From the data below, report how many lines contain the word "hits", giving the number and nothing else.

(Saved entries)
▼▼▼

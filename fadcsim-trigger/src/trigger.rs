//! Trigger evaluation: shared state, records and observers.

use crate::config::TriggerCutConfig;
use crate::cuts::TriggerCuts;
use fadcsim_core::{ChannelTable, Cluster, Result};
use serde::{Deserialize, Serialize};
use std::fmt;

/// Clock period of the trigger logic (ns per cycle).
pub const CYCLE_NS: f64 = 4.0;

/// Trigger type.
#[derive(Debug, Clone, Copy, PartialEq, Eq, Hash, Serialize, Deserialize)]
#[serde(rename_all = "lowercase")]
pub enum TriggerKind {
    /// One cluster passing the cluster cuts.
    Singles,
    /// Two coincident clusters passing the pair cuts.
    Pairs,
}

impl fmt::Display for TriggerKind {
    fn fmt(&self, f: &mut fmt::Formatter<'_>) -> fmt::Result {
        match self {
            TriggerKind::Singles => write!(f, "singles"),
            TriggerKind::Pairs => write!(f, "pairs"),
        }
    }
}

/// A fired trigger.
#[derive(Debug, Clone, Copy, PartialEq, Serialize)]
pub struct TriggerRecord {
    /// Clock cycle of the decision.
    pub cycle: u64,
    /// Cycle time (ns).
    pub time_ns: f64,
    /// Trigger type that fired.
    pub kind: TriggerKind,
}

impl TriggerRecord {
    /// Record for a trigger at `cycle`.
    pub fn new(cycle: u64, kind: TriggerKind) -> Self {
        #[allow(clippy::cast_precision_loss)]
        let time_ns = cycle as f64 * CYCLE_NS;
        Self {
            cycle,
            time_ns,
            kind,
        }
    }
}

/// Receives every trigger an evaluator fires.
pub trait TriggerObserver: Send {
    /// Called once per fired trigger.
    fn trigger_fired(&mut self, record: &TriggerRecord);
}

/// Cycles suppressed after a trigger.
///
/// A trigger at cycle `N` blocks cycles `N + 1` through `N + length`.
#[derive(Debug, Clone, Copy, Default)]
pub struct DeadTime {
    length: u64,
    last_trigger: Option<u64>,
}

impl DeadTime {
    /// Dead time of `length` cycles.
    pub fn new(length: u64) -> Self {
        Self {
            length,
            last_trigger: None,
        }
    }

    /// Length in cycles.
    pub fn length(&self) -> u64 {
        self.length
    }

    /// Whether `cycle` falls inside the window opened by the last trigger.
    pub fn is_dead(&self, cycle: u64) -> bool {
        self.last_trigger
            .is_some_and(|trigger| cycle > trigger && cycle - trigger <= self.length)
    }

    /// Opens a window at `cycle`.
    pub fn start(&mut self, cycle: u64) {
        self.last_trigger = Some(cycle);
    }

    /// Forgets the last trigger.
    pub fn clear(&mut self) {
        self.last_trigger = None;
    }
}

/// Trigger statistics.
#[derive(Debug, Clone, Copy, Default, PartialEq, Eq, Serialize)]
pub struct TriggerStatistics {
    /// Cycles handed to the evaluator.
    pub cycles_processed: u64,
    /// Cycles skipped for dead time.
    pub cycles_in_dead_time: u64,
    /// Clusters evaluated against the cluster cuts.
    pub clusters_seen: u64,
    /// Clusters passing the cluster cuts.
    pub clusters_passed: u64,
    /// Cluster pairs tested.
    pub pairs_tested: u64,
    /// Triggers fired.
    pub triggers: u64,
}

/// A trigger evaluator driven one clock cycle at a time.
pub trait TriggerEvaluator: Send {
    /// Name of the trigger type.
    fn name(&self) -> &'static str;

    /// Processes the clusters of one cycle.
    ///
    /// Cycles must be handed over in order, one call per cycle, empty
    /// cycles included. Returns the record if a trigger fired.
    fn process_cycle(&mut self, clusters: &[Cluster], table: &ChannelTable) -> Result<Option<TriggerRecord>>;

    /// Returns current statistics.
    fn statistics(&self) -> TriggerStatistics;

    /// Registers an observer.
    fn add_observer(&mut self, observer: Box<dyn TriggerObserver>);
}

/// State shared by the trigger evaluators.
pub(crate) struct TriggerState {
    pub(crate) kind: TriggerKind,
    pub(crate) cuts: TriggerCuts,
    pub(crate) dead_time: DeadTime,
    pub(crate) cycle: u64,
    pub(crate) statistics: TriggerStatistics,
    observers: Vec<Box<dyn TriggerObserver>>,
}

impl TriggerState {
    pub(crate) fn new(kind: TriggerKind, config: TriggerCutConfig) -> Self {
        Self {
            kind,
            dead_time: DeadTime::new(config.dead_time),
            cuts: TriggerCuts::new(config),
            cycle: 0,
            statistics: TriggerStatistics::default(),
            observers: Vec::new(),
        }
    }

    pub(crate) fn add_observer(&mut self, observer: Box<dyn TriggerObserver>) {
        self.observers.push(observer);
    }

    /// Whether the current cycle is dead; counts it if so.
    pub(crate) fn check_dead_time(&mut self) -> bool {
        let dead = self.dead_time.is_dead(self.cycle);
        if dead {
            self.statistics.cycles_in_dead_time += 1;
        }
        dead
    }

    /// Clusters passing the cluster cuts, in input order.
    pub(crate) fn passing<'c>(&mut self, clusters: &'c [Cluster]) -> Vec<&'c Cluster> {
        let passed: Vec<&Cluster> = clusters
            .iter()
            .filter(|cluster| self.cuts.passes_singles(cluster))
            .collect();
        self.statistics.clusters_seen += clusters.len() as u64;
        self.statistics.clusters_passed += passed.len() as u64;
        passed
    }

    /// Fires a trigger for the current cycle.
    pub(crate) fn fire(&mut self) -> TriggerRecord {
        let record = TriggerRecord::new(self.cycle, self.kind);
        self.dead_time.start(self.cycle);
        self.statistics.triggers += 1;
        log::debug!("{} trigger at cycle {} ({} ns)", record.kind, record.cycle, record.time_ns);
        for observer in &mut self.observers {
            observer.trigger_fired(&record);
        }
        record
    }

    /// Moves to the next cycle.
    pub(crate) fn advance(&mut self) {
        self.statistics.cycles_processed += 1;
        self.cycle += 1;
    }
}

/// Several evaluators fed the same cycles.
#[derive(Default)]
pub struct TriggerBank {
    evaluators: Vec<Box<dyn TriggerEvaluator>>,
}

impl TriggerBank {
    /// Creates an empty bank.
    pub fn new() -> Self {
        Self::default()
    }

    /// Adds an evaluator.
    pub fn push(&mut self, evaluator: Box<dyn TriggerEvaluator>) {
        self.evaluators.push(evaluator);
    }

    /// Number of evaluators.
    pub fn len(&self) -> usize {
        self.evaluators.len()
    }

    /// Whether the bank has no evaluators.
    pub fn is_empty(&self) -> bool {
        self.evaluators.is_empty()
    }

    /// Feeds one cycle to every evaluator and collects the triggers that fired.
    pub fn process_cycle(&mut self, clusters: &[Cluster], table: &ChannelTable) -> Result<Vec<TriggerRecord>> {
        let mut fired = Vec::new();
        for evaluator in &mut self.evaluators {
            if let Some(record) = evaluator.process_cycle(clusters, table)? {
                fired.push(record);
            }
        }
        Ok(fired)
    }

    /// Statistics per evaluator, by name.
    pub fn statistics(&self) -> Vec<(&'static str, TriggerStatistics)> {
        self.evaluators
            .iter()
            .map(|evaluator| (evaluator.name(), evaluator.statistics()))
            .collect()
    }
}

#[cfg(test)]
mod tests {
    use super::*;
    use approx::assert_relative_eq;

    #[test]
    fn test_dead_time_window() {
        let mut dead_time = DeadTime::new(4);
        assert!(!dead_time.is_dead(0));

        dead_time.start(10);
        assert!(!dead_time.is_dead(10));
        for cycle in 11..=14 {
            assert!(dead_time.is_dead(cycle), "cycle {cycle}");
        }
        assert!(!dead_time.is_dead(15));

        dead_time.clear();
        assert!(!dead_time.is_dead(11));
    }

    #[test]
    fn test_zero_dead_time() {
        let mut dead_time = DeadTime::new(0);
        dead_time.start(3);
        assert!(!dead_time.is_dead(4));
    }

    #[test]
    fn test_record_time() {
        let record = TriggerRecord::new(25, TriggerKind::Pairs);
        assert_relative_eq!(record.time_ns, 100.0);
        assert_eq!(record.kind.to_string(), "pairs");
    }
}
//! Hit traits and types for calorimeter readout.

use crate::calibration::ChannelTable;
use crate::channel::{ChannelId, CrystalIndex};
use crate::error::Result;

#[cfg(feature = "serde")]
use serde::{Deserialize, Serialize};

/// Calibrated energy deposit in one channel.
#[derive(Debug, Clone, Copy, PartialEq)]
#[cfg_attr(feature = "serde", derive(Serialize, Deserialize))]
pub struct CalibratedHit {
    /// Readout channel.
    pub channel: ChannelId,
    /// Energy (GeV).
    pub energy: f64,
    /// Time (ns).
    pub time: f64,
}

impl CalibratedHit {
    /// Creates a new calibrated hit.
    #[inline]
    pub fn new(channel: ChannelId, energy: f64, time: f64) -> Self {
        Self {
            channel,
            energy,
            time,
        }
    }
}

/// Pre-integrated FADC pulse as reported in Mode-3 readout.
#[derive(Debug, Clone, Copy, PartialEq, Eq)]
#[cfg_attr(feature = "serde", derive(Serialize, Deserialize))]
pub struct RawPulse {
    /// Readout channel.
    pub channel: ChannelId,
    /// Pulse integral including pedestal (ADC).
    pub amplitude: i32,
    /// Threshold-crossing time in 1/16 ns ticks.
    pub timestamp: i64,
}

impl RawPulse {
    /// Creates a new raw pulse.
    #[inline]
    pub fn new(channel: ChannelId, amplitude: i32, timestamp: i64) -> Self {
        Self {
            channel,
            amplitude,
            timestamp,
        }
    }
}

/// Simulated energy deposit with known crystal.
#[derive(Debug, Clone, Copy, PartialEq)]
pub struct TruthHit {
    /// Readout channel.
    pub channel: ChannelId,
    /// Crystal the deposit belongs to.
    pub index: CrystalIndex,
    /// Deposited energy (GeV).
    pub energy: f64,
    /// Time (ns).
    pub time: f64,
}

/// Trait for hits carrying a channel, energy and time.
pub trait Hit: Send + Sync {
    /// Returns the readout channel.
    fn channel(&self) -> ChannelId;

    /// Returns the energy (GeV).
    fn energy(&self) -> f64;

    /// Returns the time (ns).
    fn time(&self) -> f64;
}

impl Hit for CalibratedHit {
    #[inline]
    fn channel(&self) -> ChannelId {
        self.channel
    }

    #[inline]
    fn energy(&self) -> f64 {
        self.energy
    }

    #[inline]
    fn time(&self) -> f64 {
        self.time
    }
}

impl Hit for TruthHit {
    #[inline]
    fn channel(&self) -> ChannelId {
        self.channel
    }

    #[inline]
    fn energy(&self) -> f64 {
        self.energy
    }

    #[inline]
    fn time(&self) -> f64 {
        self.time
    }
}

/// Converts a raw pulse to energy using per-channel calibration.
pub trait PulseCalibration {
    /// Energy (GeV) of a pre-integrated pulse.
    fn pulse_energy(&self, pulse: &RawPulse) -> Result<f64>;
}

/// A hit at one of the three stages of the readout chain.
#[derive(Debug, Clone, Copy, PartialEq)]
pub enum HitKind {
    /// Monte Carlo truth deposit.
    Truth(TruthHit),
    /// Hit already converted to energy and time.
    Preprocessed(CalibratedHit),
    /// Digitized pulse still in ADC units.
    Digitized(RawPulse),
}

impl HitKind {
    /// Returns the readout channel.
    pub fn channel(&self) -> ChannelId {
        match self {
            HitKind::Truth(hit) => hit.channel(),
            HitKind::Preprocessed(hit) => hit.channel(),
            HitKind::Digitized(pulse) => pulse.channel,
        }
    }

    /// Crystal index of the hit.
    ///
    /// Truth hits carry their own index; the other kinds are looked up in
    /// the channel table and fail with a geometry error if unmapped.
    pub fn indices(&self, table: &ChannelTable) -> Result<CrystalIndex> {
        match self {
            HitKind::Truth(hit) => Ok(hit.index),
            HitKind::Preprocessed(_) | HitKind::Digitized(_) => table.crystal(self.channel()),
        }
    }

    /// Energy of the hit (GeV).
    pub fn energy<C: PulseCalibration + ?Sized>(&self, calibration: &C) -> Result<f64> {
        match self {
            HitKind::Truth(hit) => Ok(hit.energy()),
            HitKind::Preprocessed(hit) => Ok(hit.energy()),
            HitKind::Digitized(pulse) => calibration.pulse_energy(pulse),
        }
    }
}
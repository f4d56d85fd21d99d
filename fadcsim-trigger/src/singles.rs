//! Singles trigger.

use crate::config::TriggerCutConfig;
use crate::cuts::TriggerCuts;
use crate::trigger::{TriggerEvaluator, TriggerKind, TriggerObserver, TriggerRecord, TriggerState, TriggerStatistics};
use fadcsim_core::{ChannelTable, Cluster, ConfigError, Result};

/// Fires when any cluster of a cycle passes the cluster cuts.
pub struct SinglesTrigger {
    state: TriggerState,
}

impl SinglesTrigger {
    /// Creates a singles trigger, validating the cuts.
    pub fn new(config: TriggerCutConfig) -> std::result::Result<Self, ConfigError> {
        config.validate()?;
        Ok(Self {
            state: TriggerState::new(TriggerKind::Singles, config),
        })
    }

    /// The cuts in use.
    pub fn cuts(&self) -> &TriggerCuts {
        &self.state.cuts
    }

    /// Next cycle to be processed.
    pub fn cycle(&self) -> u64 {
        self.state.cycle
    }

    fn evaluate(&mut self, clusters: &[Cluster], table: &ChannelTable) -> Result<Option<TriggerRecord>> {
        if self.state.check_dead_time() {
            return Ok(None);
        }

        let passed = self.state.passing(clusters);
        for cluster in &passed {
            cluster.seed_index(table)?;
        }

        if passed.is_empty() {
            Ok(None)
        } else {
            Ok(Some(self.state.fire()))
        }
    }
}

impl TriggerEvaluator for SinglesTrigger {
    fn name(&self) -> &'static str {
        "singles"
    }

    fn process_cycle(&mut self, clusters: &[Cluster], table: &ChannelTable) -> Result<Option<TriggerRecord>> {
        let result = self.evaluate(clusters, table);
        self.state.advance();
        result
    }

    fn statistics(&self) -> TriggerStatistics {
        self.state.statistics
    }

    fn add_observer(&mut self, observer: Box<dyn TriggerObserver>) {
        self.state.add_observer(observer);
    }
}
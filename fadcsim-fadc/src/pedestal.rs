//! Pedestal accounting for integrated pulses.
//!
//! The firmware integrates a window around each threshold crossing and
//! clips it at the edges of the readout window. The pedestal removed
//! from an integral has to cover exactly the samples that went into it,
//! so both the integrator and the calibrator take their bounds from
//! [`integration_range`].

use crate::config::IntegrationWindow;

/// Inclusive range of sample indices.
#[derive(Debug, Clone, Copy, PartialEq, Eq)]
pub struct SampleRange {
    /// First sample.
    pub first: i64,
    /// Last sample.
    pub last: i64,
}

impl SampleRange {
    /// Number of samples in the range; empty ranges count zero.
    #[inline]
    pub fn len(&self) -> i64 {
        (self.last - self.first + 1).max(0)
    }

    /// Returns true if the range holds no samples.
    #[inline]
    pub fn is_empty(&self) -> bool {
        self.len() == 0
    }
}

/// Samples the firmware integrates for a crossing.
///
/// With a known readout length the nominal window
/// `[crossing - NSB/4, crossing + NSA/4 - 1]` is clipped to
/// `[0, window_samples - 1]`, and a window at least as long as the
/// readout integrates the whole readout. Without one the nominal
/// window is returned unclipped.
pub fn integration_range(
    window: &IntegrationWindow,
    window_samples: Option<usize>,
    crossing: i64,
) -> SampleRange {
    let first = crossing - window.samples_before();
    let last = crossing + window.samples_after() - 1;

    match window_samples.and_then(|n| i64::try_from(n).ok()) {
        Some(n) if window.total_samples() >= n => SampleRange { first: 0, last: n - 1 },
        Some(n) => SampleRange {
            first: first.max(0),
            last: last.min(n - 1),
        },
        None => SampleRange { first, last },
    }
}

/// Total pedestal of an integrated pulse.
#[allow(clippy::cast_precision_loss)]
pub fn total_pedestal(
    pedestal_per_sample: f64,
    window: &IntegrationWindow,
    window_samples: Option<usize>,
    crossing: i64,
) -> f64 {
    integration_range(window, window_samples, crossing).len() as f64 * pedestal_per_sample
}
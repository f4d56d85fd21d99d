//! Pair trigger with top/bottom coincidence queues.

use crate::config::TriggerCutConfig;
use crate::cuts::{ClusterPair, IndexedCluster, TriggerCuts};
use crate::trigger::{TriggerEvaluator, TriggerKind, TriggerObserver, TriggerRecord, TriggerState, TriggerStatistics};
use fadcsim_core::{ChannelTable, Cluster, ConfigError, Result};
use std::collections::VecDeque;

/// Fires when a top and a bottom cluster within the coincidence window
/// pass the pair cuts.
///
/// The top queue spans `2c + 1` cycles and the bottom queue `c + 1`,
/// where `c` is the pair coincidence. The oldest bottom cycle sits at the
/// centre of the top queue, so it is paired with top clusters from `c`
/// cycles before to `c` cycles after it.
pub struct PairTrigger {
    state: TriggerState,
    top: VecDeque<Vec<IndexedCluster>>,
    bottom: VecDeque<Vec<IndexedCluster>>,
}

impl PairTrigger {
    /// Creates a pair trigger with empty queues, validating the cuts.
    pub fn new(config: TriggerCutConfig) -> std::result::Result<Self, ConfigError> {
        config.validate()?;
        let coincidence = config.pair_coincidence;
        let top = std::iter::repeat_with(Vec::new).take(2 * coincidence + 1).collect();
        let bottom = std::iter::repeat_with(Vec::new).take(coincidence + 1).collect();
        Ok(Self {
            state: TriggerState::new(TriggerKind::Pairs, config),
            top,
            bottom,
        })
    }

    /// The cuts in use.
    pub fn cuts(&self) -> &TriggerCuts {
        &self.state.cuts
    }

    /// Next cycle to be processed.
    pub fn cycle(&self) -> u64 {
        self.state.cycle
    }

    /// Queue depths, top then bottom.
    pub fn queue_depths(&self) -> (usize, usize) {
        (self.top.len(), self.bottom.len())
    }

    /// Push the cycle's clusters and drop the oldest.
    fn shift(&mut self, top: Vec<IndexedCluster>, bottom: Vec<IndexedCluster>) {
        self.top.push_back(top);
        self.top.pop_front();
        self.bottom.push_back(bottom);
        self.bottom.pop_front();
    }

    fn evaluate(&mut self, clusters: &[Cluster], table: &ChannelTable) -> Result<Option<TriggerRecord>> {
        if self.state.check_dead_time() {
            self.shift(Vec::new(), Vec::new());
            return Ok(None);
        }

        let mut top = Vec::new();
        let mut bottom = Vec::new();
        for cluster in self.state.passing(clusters) {
            let indexed = IndexedCluster::new(cluster.clone(), table)?;
            if indexed.is_top() {
                top.push(indexed);
            } else {
                bottom.push(indexed);
            }
        }
        self.shift(top, bottom);

        if self.find_pair() {
            Ok(Some(self.state.fire()))
        } else {
            Ok(None)
        }
    }

    /// Tests the oldest bottom cycle against every top cycle.
    fn find_pair(&mut self) -> bool {
        let Some(bottom) = self.bottom.front() else {
            return false;
        };
        let cuts = &self.state.cuts;
        let statistics = &mut self.state.statistics;

        for bottom_cluster in bottom {
            for top_cluster in self.top.iter().flatten() {
                statistics.pairs_tested += 1;
                // bottom leads on equal energies
                let pair = ClusterPair::ordered(bottom_cluster, top_cluster);
                if cuts.passes_pair(&pair) {
                    return true;
                }
            }
        }
        false
    }
}

impl TriggerEvaluator for PairTrigger {
    fn name(&self) -> &'static str {
        "pairs"
    }

    fn process_cycle(&mut self, clusters: &[Cluster], table: &ChannelTable) -> Result<Option<TriggerRecord>> {
        let result = self.evaluate(clusters, table);
        self.state.advance();
        result
    }

    fn statistics(&self) -> TriggerStatistics {
        self.state.statistics
    }

    fn add_observer(&mut self, observer: Box<dyn TriggerObserver>) {
        self.state.add_observer(observer);
    }
}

▲▲▲

• _Task result_
2